Benvenue Medical, Inc.
BioStructures, LLC
CareFusion Corporation
Centinel Spine, Inc.
Exactech, Inc.
Expanding Orthopedics, Inc.
Icoteg AC
K2M, Inc.
Mainstay Medical Ltd
Medacta International SA
Medtronic Spinal
MI4 Spine LLC
Mighty Oak Medical
NLT SPINE
NuVasive, Inc.
Orthobion Gmbh
Orthopedic Sciences, Inc.
Renovis Surgical Technologies, Inc.
SafeRay Spine, LLC
SafeWire, LLC
Shanghai Sanyou Medical
Spinal Simplicity, LLC
Spine Wave, Inc.
Spinologics, Inc.
Stryker Spine
Synergy Disc Replacement, Inc.
Trinity Orthopedics, Inc.
Vertebral Technologies, Inc.
Vital 5, LLC
Wenzel Spine, Inc.
Whale Imaging, Inc.
Zimmer Spine
The Judges
Our intrepid and detailed panel of surgeon judges included:
- Neel Anand, M.D.: Dr. Anand is the Director of Orthopaedic Spine Surgery at the Cedars-Sinai Institute for Spinal Disorders in Los Angeles and a frequent contributor to such peer-reviewed publications as the Journal of Spinal Disorders, Journal of Orthopedic Trauma, Spine and the Journal of Bone and Joint Surgery.

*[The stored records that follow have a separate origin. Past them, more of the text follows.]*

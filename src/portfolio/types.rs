//! Portfolio types

use chrono::{DateTime, Utc};
use rust_decimal::Decimal;
use serde::{Deserialize, Serialize};
use std::collections::HashMap;
use std::fmt;
use thiserror::Error;

/// Direction of an executed fill
#[derive(Debug, Clone, Copy, PartialEq, Eq, Hash, Serialize, Deserialize)]
#[serde(rename_all = "UPPERCASE")]
pub enum TradeAction {
    /// Shares bought, cash debited
    Buy,
    /// Shares sold, cash credited
    Sell,
}

impl fmt::Display for TradeAction {
    fn fmt(&self, f: &mut fmt::Formatter<'_>) -> fmt::Result {
        match self {
            TradeAction::Buy => write!(f, "BUY"),
            TradeAction::Sell => write!(f, "SELL"),
        }
    }
}

/// An executed fill, immutable once logged
#[derive(Debug, Clone, PartialEq, Serialize, Deserialize)]
pub struct Trade {
    /// Traded symbol
    pub symbol: String,
    /// Buy or sell
    pub action: TradeAction,
    /// Whole shares filled
    pub quantity: u64,
    /// Fill price per share
    pub price: Decimal,
    /// Flat commission charged on this fill
    pub fees: Decimal,
    /// Fill timestamp
    pub timestamp: DateTime<Utc>,
}

impl Trade {
    /// Gross value of the fill (quantity x price)
    pub fn notional(&self) -> Decimal {
        Decimal::from(self.quantity) * self.price
    }
}

/// Point-in-time snapshot of the ledger
///
/// `positions` is an owned copy; mutating it never touches the portfolio.
#[derive(Debug, Clone, PartialEq, Serialize)]
pub struct PortfolioSummary {
    pub cash: Decimal,
    pub positions: HashMap<String, u64>,
    pub total_trades: usize,
}

/// Reasons an order is not filled
#[derive(Debug, Clone, PartialEq, Error)]
pub enum PortfolioError {
    /// Order for zero shares
    #[error("Zero quantity order for {0}")]
    ZeroQuantity(String),
    /// Cost exceeds available cash
    #[error("Insufficient funds: need {required}, have {available}")]
    InsufficientFunds { required: Decimal, available: Decimal },
    /// Sell exceeds held shares
    #[error("Insufficient position in {symbol}: hold {held}, requested {requested}")]
    InsufficientPosition {
        symbol: String,
        held: u64,
        requested: u64,
    },
}
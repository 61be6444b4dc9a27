//! Integration test harness

mod backtest_test;
mod e2e_test;
mod portfolio_test;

- Scott Blumenthal, M.D.: Dr. Blumenthal is a leader in spinal arthroplasty and currently serves as a clinical assistant professor of orthopedic surgery at the University of Texas Southwestern in Dallas and is an ongoing contributor to the first non-profit foundation created for arthroplasty patients. He also currently serves as a spine consultant for the Dallas Mavericks.
- Alan Hilibrand, M.D.: Dr. Hilibrand is a Professor of Orthopaedic Surgery and Neurosurgery, as well as the Director of Medical Education for the Department of Orthopaedic Surgery at the Rothman Institute and Jefferson Medical College.
- Daniel Riew, M.D.: Dr. Riew is the Mildred B. Simon Professor of Orthopedic Surgery; Dr. Riew is a professor of neurological surgery and Chief of the Surgical Spine Center and Director of the Cervical Spine Institute at the Washington University School of Medicine.
- Rick Sasso, M.D.: Dr. Sasso is a founding member, and the president of Indiana Spine Group. He is the co-medical director of the St. Vincent Spine Center, and a clinical associate professor and chief of spine surgery at the Indiana University School of Medicine, Department of Orthopaedic Surgery.